A falta de
uma consciência idealista, na qual predomina o bem geral sem os impulsos
egoístas que trabalham em favor do imediatismo, torna difícil a realização da
liberdade.
Para lográ-la
até a plenitude, faz-se mister um seguro conhecimento interior do homem, das
suas aspirações e metas, bem como os instrumentos de trabalho com os quais
pretende movimentar-se.
Ignorando as
reações pessoais sempre imprevisíveis, facilmente ele tomba nas ciladas da
violência ou entrega-se à depressão, quando surgem dificuldades e as respostas
ao seu esforço não correspondem ao anelado.
Incapaz de
controlar-se, mantendo uma atitude criativa e otimista, mesmo em face dos
dissabores, a liberdade se lhe transforma em uma conquista vazia, cuja
finalidade é permitir-lhe extravasar os impulsos primitivos e as paixões
agressivas, em atentado cruel contra aquilo que pretende: o anseio de ser
livre.
O homem
livre, sonha e trabalha, confia e persevera, semeando, em tempo próprio, a
feliz colheita porvindoura.
Não se pode
conseguir de um para outro momento a liberdade, nem a herdar das gerações
passadas.

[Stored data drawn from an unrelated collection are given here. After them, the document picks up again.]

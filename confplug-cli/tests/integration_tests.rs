//! Integration tests for the confplug CLI.
//!
//! Drives the sub-commands through a settings file on disk, the way the
//! binary does, and checks what ends up in the plugin config file.

use confplug_cli::commands::{run, Command, Session};
use confplug_cli::config::Settings;
use std::path::{Path, PathBuf};
use tempfile::TempDir;

/// Writes a settings file plus descriptors for two categories.
fn setup(temp_dir: &TempDir) -> PathBuf {
    let root = temp_dir.path();
    let plugins = root.join("plugins");
    let filters = plugins.join("filters");
    std::fs::create_dir_all(&filters).unwrap();

    write_descriptor(&plugins, "echo.plug", "Echo", "Default", "echo");
    write_descriptor(&filters, "upper.plug", "Upper Case", "Text Filters", "counter");
    write_descriptor(&filters, "ghost.plug", "Ghost", "Text Filters", "missing-module");

    let settings = format!(
        r#"
log_level = "debug"

[plugins]
dirs = ["{}"]
extension = "plug"
categories = ["Default", "Text Filters"]

[config]
path = "{}"
"#,
        plugins.display(),
        root.join("state").join("plugins.toml").display()
    );

    let path = root.join("settings.toml");
    std::fs::write(&path, settings).unwrap();
    path
}

fn write_descriptor(dir: &Path, file: &str, name: &str, category: &str, module: &str) {
    let content = format!(
        "[plugin]\nname = \"{name}\"\ncategory = \"{category}\"\nmodule = \"{module}\"\ndescription = \"{name} plugin\"\n"
    );
    std::fs::write(dir.join(file), content).unwrap();
}

fn activate(category: &str, name: &str) -> Command {
    Command::Activate {
        category: category.to_string(),
        name: name.to_string(),
    }
}

#[test]
fn test_list_from_settings_file() {
    let temp_dir = TempDir::new().unwrap();
    let settings = Settings::load(setup(&temp_dir)).unwrap();
    let session = Session::open(&settings).unwrap();

    // Ghost names an unknown module and is never registered.
    assert_eq!(session.report().discovered, 2);

    let out = run(&session, &Command::List).unwrap();
    assert_eq!(
        out,
        "Default\n  Echo [discovered] - Echo plugin\nText Filters\n  Upper Case [discovered] - Upper Case plugin\n"
    );
}

#[test]
fn test_activations_persist_per_category() {
    let temp_dir = TempDir::new().unwrap();
    let settings = Settings::load(setup(&temp_dir)).unwrap();

    {
        let session = Session::open(&settings).unwrap();
        run(&session, &activate("Default", "Echo")).unwrap();
        run(&session, &activate("Text Filters", "Upper Case")).unwrap();
        // Activating twice keeps a single entry.
        run(&session, &activate("Default", "Echo")).unwrap();
    }

    let content = std::fs::read_to_string(settings.config_path().unwrap()).unwrap();
    assert!(content.contains("Default_plugins_to_load"));
    assert!(content.contains("Text_Filters_plugins_to_load"));
    assert_eq!(content.matches("Echo").count(), 1);

    let session = Session::open(&settings).unwrap();
    let activated: Vec<&str> = session
        .report()
        .activated
        .iter()
        .map(|p| p.name())
        .collect();
    assert_eq!(activated, vec!["Echo", "Upper Case"]);
}

#[test]
fn test_stale_entries_are_listed_as_skipped() {
    let temp_dir = TempDir::new().unwrap();
    let settings = Settings::load(setup(&temp_dir)).unwrap();

    let config_path = settings.config_path().unwrap();
    std::fs::create_dir_all(config_path.parent().unwrap()).unwrap();
    std::fs::write(
        &config_path,
        "[\"Plugin Management\"]\nText_Filters_plugins_to_load = \"Ghost;;Upper Case\"\n",
    )
    .unwrap();

    let session = Session::open(&settings).unwrap();
    let out = run(&session, &Command::List).unwrap();

    assert!(out.contains("Upper Case [activated]"));
    assert!(out.ends_with("skipped: Ghost (Text Filters)\n"));
}

#[test]
fn test_options_keep_host_sections() {
    let temp_dir = TempDir::new().unwrap();
    let settings = Settings::load(setup(&temp_dir)).unwrap();

    let config_path = settings.config_path().unwrap();
    std::fs::create_dir_all(config_path.parent().unwrap()).unwrap();
    std::fs::write(&config_path, "[Window]\nwidth = \"800\"\n").unwrap();

    {
        let session = Session::open(&settings).unwrap();
        let command = Command::SetOption {
            category: "Text Filters".to_string(),
            name: "Upper Case".to_string(),
            key: "locale".to_string(),
            value: "tr".to_string(),
        };
        assert_eq!(run(&session, &command).unwrap(), "Upper Case.locale = tr\n");
    }

    let content = std::fs::read_to_string(&config_path).unwrap();
    assert!(content.contains("Window"));
    assert!(content.contains("Text Filters plugin: Upper Case"));

    let session = Session::open(&settings).unwrap();
    let command = Command::GetOption {
        category: "Text Filters".to_string(),
        name: "Upper Case".to_string(),
        key: "locale".to_string(),
    };
    assert_eq!(run(&session, &command).unwrap(), "tr\n");
}

#[test]
fn test_invalid_settings_rejected() {
    let temp_dir = TempDir::new().unwrap();
    let path = temp_dir.path().join("settings.toml");
    std::fs::write(&path, "log_level = \"chatty\"\n").unwrap();

    let err = Settings::load(&path).unwrap_err();
    assert!(err.to_string().contains("Invalid log_level"));
}
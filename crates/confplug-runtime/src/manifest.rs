//! Plugin descriptor parsing.
//!
//! Each plugin is described by a `*.plugin.toml` file that names the plugin,
//! its category and the factory module used to instantiate it.

use crate::error::{PluginError, PluginResult};
use crate::naming::{validate_plugin_name, DEFAULT_CATEGORY};
use crate::plugin::PluginInfo;
use serde::{Deserialize, Serialize};
use std::path::Path;

/// Plugin descriptor structure.
#[derive(Debug, Clone, Serialize, Deserialize)]
pub struct PluginManifest {
    /// Plugin metadata.
    pub plugin: PluginMetadata,
}

/// Plugin metadata.
#[derive(Debug, Clone, Serialize, Deserialize)]
pub struct PluginMetadata {
    /// Name, unique within the category.
    pub name: String,

    /// Factory key used to instantiate the plugin.
    pub module: String,

    /// Category the plugin belongs to.
    #[serde(default = "default_category")]
    pub category: String,

    /// Version string.
    #[serde(default)]
    pub version: Option<String>,

    /// Plugin description.
    #[serde(default)]
    pub description: Option<String>,

    /// Plugin author.
    #[serde(default)]
    pub author: Option<String>,

    /// Homepage URL.
    #[serde(default)]
    pub website: Option<String>,
}

fn default_category() -> String {
    DEFAULT_CATEGORY.to_string()
}

impl PluginManifest {
    /// Load a descriptor from a TOML file.
    pub fn from_file(path: &Path) -> PluginResult<Self> {
        let content = std::fs::read_to_string(path)?;
        Self::from_str(&content)
    }

    /// Parse a descriptor from a TOML string.
    #[allow(clippy::should_implement_trait)]
    pub fn from_str(content: &str) -> PluginResult<Self> {
        let manifest: PluginManifest = toml::from_str(content)?;
        manifest.validate()?;
        Ok(manifest)
    }

    /// Validate the descriptor.
    fn validate(&self) -> PluginResult<()> {
        validate_plugin_name(&self.plugin.name)?;

        if self.plugin.module.is_empty() {
            return Err(PluginError::InvalidManifest(format!(
                "Plugin '{}' has an empty module",
                self.plugin.name
            )));
        }

        if self.plugin.category.is_empty() {
            return Err(PluginError::InvalidManifest(format!(
                "Plugin '{}' has an empty category",
                self.plugin.name
            )));
        }

        Ok(())
    }

    /// Build the registry info for this descriptor.
    pub fn to_info(&self, path: Option<&Path>) -> PluginInfo {
        PluginInfo {
            name: self.plugin.name.clone(),
            category: self.plugin.category.clone(),
            module: self.plugin.module.clone(),
            version: self.plugin.version.clone(),
            description: self.plugin.description.clone(),
            author: self.plugin.author.clone(),
            website: self.plugin.website.clone(),
            path: path.map(Path::to_path_buf),
        }
    }
}

#[cfg(test)]
mod tests {
    use super::*;

    #[test]
    fn test_parse_manifest() {
        let toml = r#"
[plugin]
name = "Echo"
module = "echo"
category = "Text Filters"
version = "0.1.0"
description = "Repeats its input"
author = "confplug"
"#;

        let manifest = PluginManifest::from_str(toml).unwrap();
        assert_eq!(manifest.plugin.name, "Echo");
        assert_eq!(manifest.plugin.module, "echo");
        assert_eq!(manifest.plugin.category, "Text Filters");
        assert_eq!(manifest.plugin.version.as_deref(), Some("0.1.0"));

        let info = manifest.to_info(None);
        assert_eq!(info.category, "Text Filters");
        assert!(info.path.is_none());
    }

    #[test]
    fn test_default_category() {
        let toml = r#"
[plugin]
name = "Echo"
module = "echo"
"#;

        let manifest = PluginManifest::from_str(toml).unwrap();
        assert_eq!(manifest.plugin.category, "Default");
    }

    #[test]
    fn test_forbidden_name_rejected() {
        let toml = r#"
[plugin]
name = "a;;b"
module = "echo"
"#;

        let result = PluginManifest::from_str(toml);
        assert!(matches!(result, Err(PluginError::InvalidPluginName(_))));
    }

    #[test]
    fn test_missing_module_rejected() {
        let toml = r#"
[plugin]
name = "Echo"
"#;

        assert!(PluginManifest::from_str(toml).is_err());
    }
}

Cada indivíduo a conquista lentamente, acumulando experiências que
amadurecem o discernimento e a razão de que se utiliza no momento de
vivenciá-la.
Ela começa na
escolha de si próprio, conforme o enunciado cristão do “amar ao próximo como a
si mesmo” se ama, por quanto não existindo este sentimento pessoal de respeito
à própria individualidade, que propõe os limites dos direitos na medida dos
deveres executados, não se pode esperar consideração aos valores alheios, com a
consequente liberdade dos outros indivíduos.
Esse amor a
si mesmo ergue o homem aos patamares superiores da vida que a sua consciência
idealista descortina e o seu esforço produz. Meta a meta, ele ascende, fazendo
opções mais audaciosas no campo do belo, do útil, do humano, deixando pegadas
indicadoras para os indecisos da retaguarda. Sua personalidade se ilumina de
esperança e a sua conduta se permeia de paz.
Lentamente,
são retiradas as aparências do conveniente social, do agradável estatuído, do
conforme desejado, para que a legítima identidade apareça e o homem se torne o
que realmente é.
É claro que
nos referimos às expressões de engrandecimento que, normalmente, permanecem
enclausuradas no íntimo sem oportunidade de exteriorizar-se, soterradas, às
vezes, sob sucessivas camadas de medo, de indiferença, de acomodação.
Muitos homens
temem ser conhecidos nos seus sentimentos éticos, nos seus esforços de saudável
idealismo, tachados, esses valores, pelos pigmeus morais, encarcerados no
exclusivismo das suas paixões, como sentimentalismos, pieguices, fraquezas de
caráter.
Confundem
coragem com impulsividade e força com expressões do poder, da dominação. Porque
vivem sem liberdade, desdenham os homens livres.
Na
consciência profunda está ínsita a verdadeira liberdade, que deve ser buscada
mediante o mergulho no âmago do ser e a reflexão demorada, propiciadora do
autoconhecimento.
Em realidade
o homem é livre e nasceu para preservar este estado.
Não tem
limites a conquista da liberdade, porquanto ele pode, embora não deva, optar
por preservar ou não o corpo, através do suicídio espetacular ou escamoteado,
na recusa consciente ou não de continuar a viver.
Não se
decidindo, porém, em preservar esse atributo, sustentando ou melhorando as
estruturas psicológicas, sofre os efeitos do relacionamento social
pressionador, e tomba nos meandros da turbulência dos dias que vive.
Esvaziados de
objetivos elevados, os movimentos dos grupos sociais como dos indivíduos proporcionam
a anarquia, que se mascara de liberdade, destacando-se a violência de um lado e
o conformismo de outro, sem um relacionamento saudável entre as criaturas.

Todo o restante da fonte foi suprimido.